In 2013, Daimler projected it would produce an electric version of the Smart Forfour during the second generation of production, for launch in 2015. The battery-electric smart forfour electric drive entered mass-production in 2017 at Renault's Novo Mesto plant in Slovenia and was marketed in Europe, competing with other electric city cars such as the MG ZS EV, Renault Twingo Z.E (with which it shares many components), and Volkswagen E-up!, including the SEAT Mii electric and Škoda Citigo-e iV, rebadged versions of the E-up!. In 2019, it was restyled and rebranded to Smart EQ ForFour, after Chinese automobile manufacturer Geely took a stake in Daimler, becoming a 50–50 partner in Smart, and Smart pivoted to market electric cars only. The EQ ForFour was discontinued in early 2022.
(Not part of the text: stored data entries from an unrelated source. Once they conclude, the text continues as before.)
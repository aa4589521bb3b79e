use std::collections::BTreeMap;
use std::{env, io::Read, io::Write, process};

use huffzip::container::Container;
use huffzip::huff_tree::CodeTable;

use serde::Serialize;

#[derive(Debug, Serialize)]
struct ContainerSummary {
  padding_count: u8,
  table_len: usize,
  payload_bytes: usize,
  payload_bits: usize,
  codes: BTreeMap<u8, String>,
}

fn main() -> Result<(), std::io::Error> {
  let args: Vec<String> = env::args().collect();

  if args.len() != 3 {
    println!("Usage: {} <container-in> <json-out>", &args[0]);
    println!("\tDumps the header and code table of a compressed file to JSON for further examination");
    process::exit(1);
  }

  pretty_env_logger::init();

  let mut infile = std::fs::File::open(&args[1])
    .unwrap_or_else(|_| panic!("Could not open input file {}", args[1]));
  let mut outfile = std::fs::OpenOptions::new()
    .read(false)
    .write(true)
    .create(true)
    .append(false)
    .truncate(true)
    .open(&args[2])
    .unwrap_or_else(|_| panic!("Could not open output file {}", args[2]));

  let mut data = Vec::new();
  infile.read_to_end(&mut data)?;

  let container = match Container::new_from_container_data(&data[..]) {
    Ok(c) => c,
    Err(e) => {
      println!("{}", e);
      process::exit(1);
    }
  };
  print!("{}", container);

  let table = match CodeTable::deserialize(container.table_bytes()) {
    Ok(t) => t,
    Err(e) => {
      println!("{}", e);
      process::exit(1);
    }
  };
  println!(
    "Code table: {} symbols, longest code {} bits",
    table.len(),
    table.max_code_len()
  );

  let summary = ContainerSummary {
    padding_count: container.padding(),
    table_len: container.table_bytes().len(),
    payload_bytes: container.payload().len(),
    payload_bits: container.payload_bits(),
    codes: table.code_strings(),
  };
  let json_string = serde_json::to_string_pretty(&summary)?;

  outfile.write_all(json_string.as_bytes())?;
  println!("Output written to {}", args[2]);

  Ok(())
}
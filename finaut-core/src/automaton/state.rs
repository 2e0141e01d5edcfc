//! State handles.

use std::fmt;

/// Interned state handle.
///
/// Names live in the owning [`Automaton`](super::Automaton); a `StateId` is
/// only meaningful for the automaton that produced it.
#[derive(Clone, Copy, PartialEq, Eq, Hash, PartialOrd, Ord)]
pub struct StateId(pub(crate) u32);

impl StateId {
    /// Position of the state in declaration order
    pub fn index(self) -> usize {
        self.0 as usize
    }
}

impl fmt::Debug for StateId {
    fn fmt(&self, f: &mut fmt::Formatter<'_>) -> fmt::Result {
        write!(f, "StateId({})", self.0)
    }
}
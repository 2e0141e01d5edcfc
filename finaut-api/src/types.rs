//! API 类型定义

use finaut_core::{Halt, RunOutcome, Verdict};
use serde::Serialize;

/// 单个输入的求值结果
#[derive(Debug, Clone, PartialEq, Eq, Serialize)]
pub struct Evaluation {
    pub input: String,
    pub verdict: Verdict,
    /// 成功消费的符号数
    pub consumed: usize,
    pub halt: Halt,
}

impl Evaluation {
    pub fn new(input: impl Into<String>, outcome: &RunOutcome) -> Self {
        Self {
            input: input.into(),
            verdict: outcome.verdict,
            consumed: outcome.consumed,
            halt: outcome.halt,
        }
    }

    /// `String '<input>': <verdict>`
    pub fn summary(&self) -> String {
        format!("String '{}': {}", self.input, self.verdict)
    }
}
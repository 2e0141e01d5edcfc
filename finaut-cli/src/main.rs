//! Finaut CLI - Command line interface
//!
//! Loads an automaton specification and prints the verdict for each input.
//! Settings come from the command line, optionally layered over a JSON
//! project file.

use clap::Parser;
use std::path::{Path, PathBuf};
use std::process;

mod config;
mod logging;
mod platform;

use crate::config::LogConfig;
use crate::logging::LogFormat;
use crate::platform::print_error_with_source;
use finaut_api::{
    run, Evaluation, LogLevel, NativeFileSystem, ParsePolicy, ProjectConfig, RunConfig,
    VirtualFileSystem, DEFAULT_INPUTS, DEFAULT_SPEC_PATH,
};
use finaut_config::CLI_TARGET;

#[derive(Parser, Debug)]
#[command(
    name = "finaut",
    about = "Evaluate input strings against a symbol-class DFA",
    version
)]
struct Cli {
    /// Specification file (default: ./file.txt)
    #[arg(value_name = "SPEC")]
    spec: Option<PathBuf>,

    /// Input strings to evaluate (default: the built-in expression samples)
    #[arg(value_name = "INPUTS")]
    inputs: Vec<String>,

    /// JSON project file providing defaults for every option
    #[arg(long, value_name = "FILE")]
    config: Option<PathBuf>,

    /// Reject malformed transition lines instead of skipping them
    #[arg(long)]
    strict: bool,

    /// Log each step of every run
    #[arg(long)]
    trace: bool,

    /// Log level: silent, error, warn, info, debug, trace
    #[arg(long, value_name = "LEVEL")]
    log_level: Option<String>,

    /// Log output format
    #[arg(long, value_enum, default_value = "compact")]
    log_format: LogFormat,

    /// Print results as a JSON array
    #[arg(long)]
    json: bool,
}

/// 合并命令行与项目文件后的设置
#[derive(Debug, Clone, PartialEq, Eq)]
struct Settings {
    spec: PathBuf,
    inputs: Vec<String>,
    run: RunConfig,
    log_level: Option<LogLevel>,
}

fn main() {
    let cli = Cli::parse();

    let project = match &cli.config {
        Some(path) => match read_project_config(path) {
            Ok(project) => Some(project),
            Err(e) => {
                eprintln!("Error: {}", e);
                process::exit(1);
            }
        },
        None => None,
    };

    let settings = match resolve_settings(&cli, project.as_ref()) {
        Ok(settings) => settings,
        Err(e) => {
            eprintln!("Error: {}", e);
            process::exit(1);
        }
    };

    let log_config = LogConfig::new(settings.log_level, settings.run.trace);
    logging::init(&log_config, cli.log_format);

    tracing::debug!(
        target: CLI_TARGET,
        spec = %settings.spec.display(),
        inputs = settings.inputs.len(),
        policy = settings.run.loader.policy.as_str(),
        "starting"
    );

    let fs = NativeFileSystem::new();
    let evaluations = match run(&fs, &settings.spec, &settings.inputs, &settings.run) {
        Ok(evaluations) => evaluations,
        Err(e) => {
            if cli.json {
                eprintln!("{}", e.to_report().to_json());
            } else {
                let source = spec_source(&fs, &settings.spec);
                print_error_with_source(&e, source.as_deref());
            }
            process::exit(1);
        }
    };

    if cli.json {
        print_json(&evaluations);
    } else {
        for evaluation in &evaluations {
            println!("{}\n", evaluation.summary());
        }
    }
}

/// Re-read the specification through the same file system for error context
fn spec_source(fs: &impl VirtualFileSystem, path: &Path) -> Option<String> {
    fs.read_to_string(path).ok()
}

/// Read and parse the JSON project file
fn read_project_config(path: &Path) -> Result<ProjectConfig, String> {
    let content = std::fs::read_to_string(path)
        .map_err(|e| format!("cannot read '{}': {}", path.display(), e))?;
    serde_json::from_str(&content).map_err(|e| format!("cannot parse '{}': {}", path.display(), e))
}

/// Command-line values win over project file values
fn resolve_settings(cli: &Cli, project: Option<&ProjectConfig>) -> Result<Settings, String> {
    let spec = match (&cli.spec, project.and_then(|p| p.spec.as_ref())) {
        (Some(spec), _) => spec.clone(),
        (None, Some(spec)) => resolve_relative(cli.config.as_deref(), spec),
        (None, None) => PathBuf::from(DEFAULT_SPEC_PATH),
    };

    let inputs = if !cli.inputs.is_empty() {
        cli.inputs.clone()
    } else if let Some(inputs) = project.and_then(|p| p.inputs.clone()) {
        inputs
    } else {
        DEFAULT_INPUTS.iter().map(|s| s.to_string()).collect()
    };

    let mut run = project.map(RunConfig::from).unwrap_or_default();
    if cli.strict {
        run.loader.policy = ParsePolicy::Strict;
    }
    run.trace |= cli.trace;

    let log_level = match &cli.log_level {
        Some(level) => Some(
            LogLevel::parse(level).ok_or_else(|| format!("unknown log level '{}'", level))?,
        ),
        None => project.and_then(|p| p.log_level),
    };

    Ok(Settings {
        spec,
        inputs,
        run,
        log_level,
    })
}

/// Resolve a path from the project file relative to that file's directory
fn resolve_relative(config_path: Option<&Path>, path: &Path) -> PathBuf {
    let base_dir = config_path
        .and_then(Path::parent)
        .unwrap_or(Path::new("."));
    base_dir.join(path)
}

fn print_json(evaluations: &[Evaluation]) {
    match serde_json::to_string_pretty(evaluations) {
        Ok(json) => println!("{}", json),
        Err(e) => {
            eprintln!("Error: cannot serialize results: {}", e);
            process::exit(1);
        }
    }
}
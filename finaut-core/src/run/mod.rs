//! 运行：转移解析、求值与逐步观察
//!
//! 求值是纯函数：不打印、不记录日志。需要逐步跟踪时由调用方
//! 注入 [`RunObserver`]。

mod evaluator;
mod observer;
mod resolver;

pub use evaluator::{evaluate, run, run_observed, Halt, Run, RunOutcome, Stuck, Verdict};
pub use observer::{
    NoopObserver, RunObserver, TraceEvent, TraceRecorder, TraceStats, TracingObserver,
};
pub use resolver::{resolve, Resolution};
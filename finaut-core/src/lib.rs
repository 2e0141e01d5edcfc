//! Finaut Core - Symbol-class automaton engine (pure logic, no IO)
//!
//! Contains the automaton model, the transition resolver, the run evaluator
//! and the parser for the line-oriented specification format.
//! Only operates on in-memory data structures, no file IO or terminal output.
//!
//! Configuration is passed explicitly via parameters, not via global state.

pub mod automaton;
pub mod run;
pub mod text;

// Re-export common types
pub use automaton::{
    Automaton, AutomatonBuilder, AutomatonError, ClassId, Label, LabelDisplay, LabelSpec, StateId,
    StateRole, SymbolClass,
};
pub use run::{
    evaluate, resolve, run, run_observed, Halt, NoopObserver, Resolution, Run, RunObserver,
    RunOutcome, Stuck, TraceEvent, TraceRecorder, TraceStats, TracingObserver, Verdict,
};
pub use text::{parse_automaton, ParseError, ParseReport, Parsed, SkipReason, SkippedLine};

// Re-export config types from finaut-config
pub use finaut_config::{ClassDef, LoaderConfig, ParsePolicy, Phase};
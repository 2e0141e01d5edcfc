//! Transition resolution.

use crate::automaton::{Automaton, Label, StateId};

/// A resolved step: the next state and the label whose transition fired.
#[derive(Clone, Copy, Debug, PartialEq, Eq)]
pub struct Resolution {
    pub next: StateId,
    pub via: Label,
}

/// Pick the next state for `symbol` from `state`.
///
/// Every class containing the symbol is tried in declaration order and the
/// first one with a transition out of `state` wins. Only when no class
/// transition exists is the literal symbol looked up. `None` means the run
/// is stuck on this symbol.
pub fn resolve(automaton: &Automaton, state: StateId, symbol: char) -> Option<Resolution> {
    for class in automaton.classes_containing(symbol) {
        let via = Label::Class(class);
        if let Some(next) = automaton.transition_for(state, via) {
            return Some(Resolution { next, via });
        }
    }

    let via = Label::Symbol(symbol);
    automaton
        .transition_for(state, via)
        .map(|next| Resolution { next, via })
}
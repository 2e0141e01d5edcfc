//! 描述解析错误

use crate::automaton::AutomatonError;
use serde::Serialize;
use std::fmt;
use thiserror::Error;

/// 一行转移为何无法使用
#[derive(Debug, Clone, PartialEq, Eq, Serialize)]
#[serde(rename_all = "snake_case", tag = "kind")]
pub enum SkipReason {
    /// 不是恰好三个字段
    TokenCount { found: usize },
    /// 标签既不是类名也不是单个符号
    InvalidLabel { label: String },
}

impl fmt::Display for SkipReason {
    fn fmt(&self, f: &mut fmt::Formatter<'_>) -> fmt::Result {
        match self {
            SkipReason::TokenCount { found } => {
                write!(f, "expected 3 fields (state label next), found {found}")
            }
            SkipReason::InvalidLabel { label } => write!(
                f,
                "label '{label}' is neither a symbol class nor a single symbol"
            ),
        }
    }
}

/// 描述解析错误（构造期）
#[derive(Error, Debug, Clone, PartialEq, Eq)]
pub enum ParseError {
    #[error("line {line}: missing {field} line")]
    MissingHeader { line: usize, field: &'static str },

    #[error("line {line}: expected exactly one start state, found {found} tokens")]
    MalformedStartState { line: usize, found: usize },

    #[error("line {line}: alphabet symbol '{token}' is not a single character")]
    InvalidAlphabetSymbol { line: usize, token: String },

    #[error("line {line}: malformed transition: {reason}")]
    MalformedTransition { line: usize, reason: SkipReason },

    #[error("invalid specification: {0}")]
    Invalid(#[from] AutomatonError),
}

impl ParseError {
    /// 出错的行号（1 起），校验错误没有行号
    pub fn line(&self) -> Option<usize> {
        match self {
            ParseError::MissingHeader { line, .. }
            | ParseError::MalformedStartState { line, .. }
            | ParseError::InvalidAlphabetSymbol { line, .. }
            | ParseError::MalformedTransition { line, .. } => Some(*line),
            ParseError::Invalid(_) => None,
        }
    }

    /// 错误类型名（用于结构化报告）
    pub fn kind(&self) -> &'static str {
        match self {
            ParseError::MissingHeader { .. } => "MissingHeader",
            ParseError::MalformedStartState { .. } => "MalformedStartState",
            ParseError::InvalidAlphabetSymbol { .. } => "InvalidAlphabetSymbol",
            ParseError::MalformedTransition { .. } => "MalformedTransition",
            ParseError::Invalid(e) => e.kind(),
        }
    }
}
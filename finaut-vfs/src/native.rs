//! Native file system implementation

use crate::error::{VfsError, VfsResult};
use crate::VirtualFileSystem;
use std::path::{Path, PathBuf};

/// A native OS file system implementation.
///
/// Wraps `std::fs`. Relative paths are resolved against the optional base
/// directory, otherwise against the process working directory.
#[derive(Debug, Clone, Default)]
pub struct NativeFileSystem {
    base: Option<PathBuf>,
}

impl NativeFileSystem {
    /// Create a new native file system.
    pub fn new() -> Self {
        Self { base: None }
    }

    /// Create a native file system rooted at `base`.
    pub fn with_base(base: impl Into<PathBuf>) -> Self {
        Self {
            base: Some(base.into()),
        }
    }

    fn resolve(&self, path: &Path) -> PathBuf {
        match &self.base {
            Some(base) if path.is_relative() => base.join(path),
            _ => path.to_path_buf(),
        }
    }
}

impl VirtualFileSystem for NativeFileSystem {
    fn read_file(&self, path: &Path) -> VfsResult<Vec<u8>> {
        let full = self.resolve(path);
        std::fs::read(&full).map_err(|e| VfsError::from_io(path, e))
    }

    fn is_dir(&self, path: &Path) -> bool {
        self.resolve(path).is_dir()
    }
}

#[cfg(test)]
mod tests {
    use super::*;

    fn temp_path(name: &str) -> PathBuf {
        std::env::temp_dir().join(format!("finaut_vfs_{}_{}", name, std::process::id()))
    }

    #[test]
    fn test_native_read() {
        let fs = NativeFileSystem::new();
        let path = temp_path("read");
        std::fs::write(&path, b"q0\n0\nq0\nq0\n").unwrap();

        assert!(!fs.is_dir(&path));
        assert_eq!(fs.read_to_string(&path).unwrap(), "q0\n0\nq0\nq0\n");

        std::fs::remove_file(&path).unwrap();
    }

    #[test]
    fn test_native_read_nonexistent() {
        let fs = NativeFileSystem::new();
        let path = temp_path("nonexistent");
        let _ = std::fs::remove_file(&path);

        let err = fs.read_file(&path).unwrap_err();
        assert!(err.is_not_found());
    }

    #[test]
    fn test_native_directory_is_not_a_file() {
        let fs = NativeFileSystem::new();
        let dir = temp_path("dir");
        let _ = std::fs::remove_dir(&dir);
        std::fs::create_dir(&dir).unwrap();

        assert!(fs.is_dir(&dir));
        assert!(matches!(
            fs.read_to_string(&dir),
            Err(VfsError::NotAFile { .. })
        ));

        std::fs::remove_dir(&dir).unwrap();
    }

    #[test]
    fn test_native_invalid_utf8() {
        let fs = NativeFileSystem::new();
        let path = temp_path("binary");
        std::fs::write(&path, [0xff, 0xfe, 0x00]).unwrap();

        assert!(matches!(
            fs.read_to_string(&path),
            Err(VfsError::InvalidUtf8 { .. })
        ));

        std::fs::remove_file(&path).unwrap();
    }

    #[test]
    fn test_native_with_base() {
        let dir = temp_path("base");
        let _ = std::fs::remove_dir_all(&dir);
        std::fs::create_dir(&dir).unwrap();
        std::fs::write(dir.join("file.txt"), b"spec").unwrap();

        let fs = NativeFileSystem::with_base(dir.clone());
        assert_eq!(fs.read_file(Path::new("file.txt")).unwrap(), b"spec");
        assert!(fs.is_dir(Path::new(".")));

        let err = fs.read_file(Path::new("missing.txt")).unwrap_err();
        assert_eq!(err.path(), "missing.txt");

        std::fs::remove_dir_all(&dir).unwrap();
    }
}
//! API 层配置
//!
//! 显式传参，不使用全局单例。

use finaut_config::{LoaderConfig, ProjectConfig};

/// 加载与运行配置
#[derive(Debug, Clone, Default, PartialEq, Eq)]
pub struct RunConfig {
    /// 描述解析配置（策略 + 符号类）
    pub loader: LoaderConfig,
    /// 是否为每个输入安装 tracing 观察者
    pub trace: bool,
}

impl RunConfig {
    pub fn with_trace(mut self, trace: bool) -> Self {
        self.trace = trace;
        self
    }
}

impl From<&ProjectConfig> for RunConfig {
    fn from(project: &ProjectConfig) -> Self {
        Self {
            loader: project.loader.clone(),
            trace: project.trace,
        }
    }
}
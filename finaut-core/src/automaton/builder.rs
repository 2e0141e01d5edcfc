//! 自动机构建器
//!
//! 收集按名字引用的状态、符号类与转移，`build()` 时统一校验并驻留为句柄。

use super::error::{AutomatonError, StateRole};
use super::model::Automaton;
use super::state::StateId;
use super::symbol::{ClassId, Label, LabelSpec, SymbolClass};
use std::collections::{BTreeSet, HashMap};

/// 构建 [`Automaton`] 的可变草稿
#[derive(Debug, Clone, Default)]
pub struct AutomatonBuilder {
    states: Vec<String>,
    alphabet: Vec<char>,
    classes: Vec<(String, BTreeSet<char>)>,
    start: Option<String>,
    accepts: Vec<String>,
    transitions: Vec<(String, LabelSpec, String)>,
}

impl AutomatonBuilder {
    pub fn new() -> Self {
        Self::default()
    }

    /// 声明状态（重复声明会被合并）
    pub fn state(&mut self, name: impl Into<String>) -> &mut Self {
        self.states.push(name.into());
        self
    }

    pub fn states<I, S>(&mut self, names: I) -> &mut Self
    where
        I: IntoIterator<Item = S>,
        S: Into<String>,
    {
        self.states.extend(names.into_iter().map(Into::into));
        self
    }

    /// 声明字母表符号
    pub fn symbol(&mut self, symbol: char) -> &mut Self {
        self.alphabet.push(symbol);
        self
    }

    pub fn alphabet<I>(&mut self, symbols: I) -> &mut Self
    where
        I: IntoIterator<Item = char>,
    {
        self.alphabet.extend(symbols);
        self
    }

    /// 声明符号类；解析时按声明顺序检查
    pub fn class<I>(&mut self, name: impl Into<String>, members: I) -> &mut Self
    where
        I: IntoIterator<Item = char>,
    {
        self.classes
            .push((name.into(), members.into_iter().collect()));
        self
    }

    pub fn start(&mut self, name: impl Into<String>) -> &mut Self {
        self.start = Some(name.into());
        self
    }

    pub fn accept(&mut self, name: impl Into<String>) -> &mut Self {
        self.accepts.push(name.into());
        self
    }

    /// 添加转移；相同 (状态, 标签) 的后写覆盖先写
    pub fn transition(
        &mut self,
        from: impl Into<String>,
        label: impl Into<LabelSpec>,
        to: impl Into<String>,
    ) -> &mut Self {
        self.transitions
            .push((from.into(), label.into(), to.into()));
        self
    }

    /// 校验并生成只读自动机
    ///
    /// 失败条件：缺少起始状态、引用未声明状态、未知类名、
    /// 类名非法/重复/为空、两个类存在公共符号。
    pub fn build(&self) -> Result<Automaton, AutomatonError> {
        let mut states = Vec::with_capacity(self.states.len());
        let mut state_index = HashMap::with_capacity(self.states.len());
        for name in &self.states {
            if !state_index.contains_key(name) {
                state_index.insert(name.clone(), StateId(states.len() as u32));
                states.push(name.clone());
            }
        }

        let classes = self.build_classes()?;

        let lookup = |name: &str, role: StateRole| {
            state_index
                .get(name)
                .copied()
                .ok_or_else(|| AutomatonError::UndeclaredState {
                    name: name.to_string(),
                    role,
                })
        };

        let start_name = self
            .start
            .as_deref()
            .ok_or(AutomatonError::MissingStartState)?;
        let start = lookup(start_name, StateRole::Start)?;

        let mut accepting = vec![false; states.len()];
        for name in &self.accepts {
            let id = lookup(name, StateRole::Accept)?;
            accepting[id.index()] = true;
        }

        let mut transitions = HashMap::with_capacity(self.transitions.len());
        for (from, label, to) in &self.transitions {
            let from = lookup(from, StateRole::Source)?;
            let to = lookup(to, StateRole::Target)?;
            let label = match label {
                LabelSpec::Symbol(c) => Label::Symbol(*c),
                LabelSpec::Class(name) => classes
                    .iter()
                    .position(|class| class.name() == name)
                    .map(|i| Label::Class(ClassId(i as u32)))
                    .ok_or_else(|| AutomatonError::UnknownClass { name: name.clone() })?,
            };
            transitions.insert((from, label), to);
        }

        Ok(Automaton {
            states,
            state_index,
            alphabet: self.alphabet.iter().copied().collect(),
            classes,
            transitions,
            start,
            accepting,
        })
    }

    fn build_classes(&self) -> Result<Vec<SymbolClass>, AutomatonError> {
        let mut classes: Vec<SymbolClass> = Vec::with_capacity(self.classes.len());
        for (name, members) in &self.classes {
            if name.is_empty() || name.chars().any(char::is_whitespace) {
                return Err(AutomatonError::InvalidClassName { name: name.clone() });
            }
            if members.is_empty() {
                return Err(AutomatonError::EmptyClass { name: name.clone() });
            }
            if classes.iter().any(|class| class.name() == name) {
                return Err(AutomatonError::DuplicateClass { name: name.clone() });
            }

            let class = SymbolClass::new(name.clone(), members.clone());
            for existing in &classes {
                if let Some(symbol) = existing.first_shared(&class) {
                    return Err(AutomatonError::OverlappingClasses {
                        first: existing.name().to_string(),
                        second: name.clone(),
                        symbol,
                    });
                }
            }
            classes.push(class);
        }
        Ok(classes)
    }
}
It used a rear-mounted 60 kW electric motor with a peak torque of 160 Nm and is fitted with a 17.6 kW-hr battery. The EQ Forfour has a rated consumption of 13.1 kWh/100 km (combined) and achieves 160 km range using the NEDC test cycle, dropping to 81 mi on the WLTP cycle. As tested, Autocar had a range of 68 mi, using "a gentle touring driving style", dropping to 50 mi when not driving as carefully. The kerb weight of the electric forfour is 1200 kg, approximately 225 kg heavier than an equivalent petrol-powered forfour.

===Powertrain===

Petrol engines
| Model | Years | Type/code | Power, torque@rpm |
| Forfour 45 kW | 2015–2017 | 999 cc (61.0 cu in) I3 | 60 PS (44 kW; 59 hp)@?, ?@? |
| Forfour 52 kW | 2014–2019 | 999 cc (61.0 cu in) I3 | 71 PS (52 kW; 70 hp)@?, 91 N⋅m (67 lbf⋅ft)@2850 |
| Forfour 66 kW | 2014–2019 | 898 cc (54.8 cu in) I3 turbo | 90 PS (66 kW; 89 hp)@?, 135 N⋅m (100 lbf⋅ft)@2500 |
| Forfour Brabus | 2016–2018 | 898 cc (54.8 cu in) I3 turbo | 108 PS (79 kW; 107 hp)@?, 175 N⋅m (129 lbf⋅ft)@2500 |
Electric motor
| Model | Years | Type/code | Power, torque@rpm |
| EQ Forfour | 2017–2021 | synchronous electric motor | 82 PS (60 kW), 160 N⋅m (118 lbf⋅ft) |

All petrol models are available with a 5-speed manual or 6-speed twinamic dual-clutch transmission.

== Sales ==
A total of 248,856 second-generation Forfours have been produced, 14.9% of them (32,326 units) being electric models.